Veröffentlicht in Allgemein, Gesetze, Hotspots, Medienberichte
4 Kommentare zu “Horchpfosten auch im Bergischen Land
  1. Frank sagt:

    Herzlichen Glückwunsch nach Wermelskirchen – dort haben die verantwortlichen Politiker zumindest die Beschwerden der Anwohner ernst genommen. Oder ist einer der Politiker unter den Betroffenen? Dann wird unnötiger Freizeitlärm regelmäßig plötzlich zum Thema der Lokalpolitik.

    So weit sind wir noch nicht überall. Es warten noch etliche Hotspots in NRW darauf, dass die Politik sich mit ihnen befasst. Handlungsbedarf besteht genug: Die im Artikel erwähnten innerorts (!) gemessenen 120 km/h sind kein Einzelfall. Das kann man an Wochenenden mit schönem Wetter bei uns im Ennepe-Ruhr-Kreis direkt „vor der Haustür“ live erleben. Noch kümmert’s bei uns keinen – außer uns Anwohner. Naja, irgendwann wird ja auch wieder gewählt…

  2. Theresa B. sagt:

    Ich wurde von einer Bekannten vor einiger Zeit auf den zunehmenden Krach hingewiesen, als wir in einer Landgaststätte im Kölner Umland auf einer Terrasse saßen und alle zwei Minuten eine Gruppe Motorräder vorbei gefahren ist. Das hat wenn man so sagen will meine Sinne geschärft. Wenn ich heute unterwegs bin stelle ich fest, dass die lauten Auspuffe tatsächlich überall sind. Nicht nur bei Motorrädern, sondern auch an Sportwagen, alten Mainstream-Autos, an Geländewagen, an Spaßmobilen etc. etc. 800 Biker in Limmringhausen – also micht wundert’s nicht, dass die Anwohner ausflippen. Das ist pure, ausufernde akustische Belästigung der Mehrheit – durch ein paar Verbrennungsmotor-Junkies.

  3. Alex sagt:

    Sehr gute Maßnahme.

    Leider sind viele Behörden sehr sparsam bei der Anschaffung derartiger Meßmittel …

    Ideal wäre es, wir hätten die sonst in Europa übliche Halter-Haftung. Das würde eine leichtere und effektivere Verfolgung auffälliger Verkehrsteilnehmer deutlich erleichtern.
    Doch ohne diese, sind die Verkehrsbehörden mit detektivischer ineffizienter Arbeit beschäftigt und seltenst gelingt der Nachweiß und die Bestrafung der „Täter“.

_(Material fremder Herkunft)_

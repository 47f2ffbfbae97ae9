//! Model persistence.
//!
//! An n-gram model persists as two files in its directory: a binary counter
//! snapshot and a JSON configuration record naming the smoothing method and
//! order. A mixture persists as `left/` and `right/` subdirectories, one per
//! child, recursively. Loading dispatches on that layout, so a saved model
//! tree restores without knowing its shape up front.

use std::fs;
use std::path::Path;

use serde::{Deserialize, Serialize};

use crate::counting::MapTrieCounter;
use crate::error::{Error, Result};
use crate::model::mix::MixModel;
use crate::model::ngram::{NGramModel, Smoothing};
use crate::model::Model;

pub(crate) const COUNTER_FILE: &str = "counter.bin";
pub(crate) const CONFIG_FILE: &str = "config.json";
pub(crate) const VOCABULARY_FILE: &str = "vocabulary.tsv";
pub(crate) const LEFT_DIR: &str = "left";
pub(crate) const RIGHT_DIR: &str = "right";

/// The durable description of an n-gram model, everything but its counts.
#[derive(Serialize, Deserialize, Debug)]
struct NGramConfig {
	order: usize,
	smoothing: Smoothing,
}

/// Persist an n-gram model under `directory`.
pub(crate) fn save_ngram(model: &NGramModel, directory: &Path) -> Result<()> {
	fs::create_dir_all(directory)?;
	let snapshot = postcard::to_stdvec(model.counter())?;
	fs::write(directory.join(COUNTER_FILE), snapshot)?;
	let config = NGramConfig {
		order: model.order(),
		smoothing: model.smoothing(),
	};
	let record = serde_json::to_vec_pretty(&config)?;
	fs::write(directory.join(CONFIG_FILE), record)?;
	Ok(())
}

/// Restore an n-gram model persisted under `directory`.
pub fn load_ngram(directory: &Path) -> Result<NGramModel> {
	let config_path = directory.join(CONFIG_FILE);
	let record = fs::read(&config_path).map_err(|err| Error::Load {
		path: config_path.clone(),
		reason: err.to_string(),
	})?;
	let config: NGramConfig = serde_json::from_slice(&record)?;

	let counter_path = directory.join(COUNTER_FILE);
	let snapshot = fs::read(&counter_path).map_err(|err| Error::Load {
		path: counter_path,
		reason: err.to_string(),
	})?;
	let counter: MapTrieCounter = postcard::from_bytes(&snapshot)?;
	Ok(NGramModel::with_counter(config.order, config.smoothing, counter))
}

/// Restore whatever model tree was persisted under `directory`: a mixture
/// if child directories are present, a plain n-gram model otherwise.
pub fn load_model(directory: &Path) -> Result<Box<dyn Model>> {
	let left = directory.join(LEFT_DIR);
	let right = directory.join(RIGHT_DIR);
	if left.is_dir() && right.is_dir() {
		let mix = MixModel::standard(load_model(&left)?, load_model(&right)?);
		return Ok(Box::new(mix));
	}
	Ok(Box::new(load_ngram(directory)?))
}

#[cfg(test)]
mod tests {
	use super::*;
	use crate::model::IndexedModel;

	#[test]
	fn ngram_round_trip() {
		let mut model = NGramModel::jm(3, 0.25);
		model.learn(&[1, 2, 3, 1, 2, 4]);

		let dir = tempfile::tempdir().unwrap();
		model.save_to(dir.path()).unwrap();

		let mut restored = load_ngram(dir.path()).unwrap();
		assert_eq!(restored.order(), 3);
		assert_eq!(restored.smoothing(), Smoothing::JelinekMercer { lambda: 0.25 });
		assert_eq!(
			restored.model_at_index(&[1, 2, 3], 2),
			model.model_at_index(&[1, 2, 3], 2)
		);
	}

	#[test]
	fn mixture_round_trip() {
		let mut left = NGramModel::jm(2, 0.5);
		left.learn(&[1, 2]);
		let mut right = NGramModel::wb(3);
		right.learn(&[1, 3]);
		let mut mix = MixModel::standard(Box::new(left), Box::new(right));

		let dir = tempfile::tempdir().unwrap();
		mix.save(dir.path()).unwrap();

		let mut restored = load_model(dir.path()).unwrap();
		assert_eq!(
			restored.model_token(&[1, 2], 1),
			mix.model_token(&[1, 2], 1)
		);
	}

	#[test]
	fn loading_an_empty_directory_fails() {
		let dir = tempfile::tempdir().unwrap();
		assert!(matches!(load_model(dir.path()), Err(Error::Load { .. })));
	}

	#[test]
	fn smoothing_is_tagged_in_the_config_record() {
		let model = NGramModel::adm(4);
		let dir = tempfile::tempdir().unwrap();
		save_ngram(&model, dir.path()).unwrap();
		let record = std::fs::read_to_string(dir.path().join(CONFIG_FILE)).unwrap();
		assert!(record.contains("ModifiedAbsoluteDiscount"));
	}
}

    Gibt es hierzu denn keine Initiativen?
    Schließlich reicht beim Blitzen der nicht vermummt (ohne Helm) gefahrenen Fahrzeuge ein Beamten-Team. Bei Motorrad Kontrollen müssen die Verkehrssünder durch ein zweites Team „raus-gezogen“ werden um die Personalien aufzunehmen. Das ist einerseits kostenintensiv und andererseits für die Beamten auch nicht ungefährlich.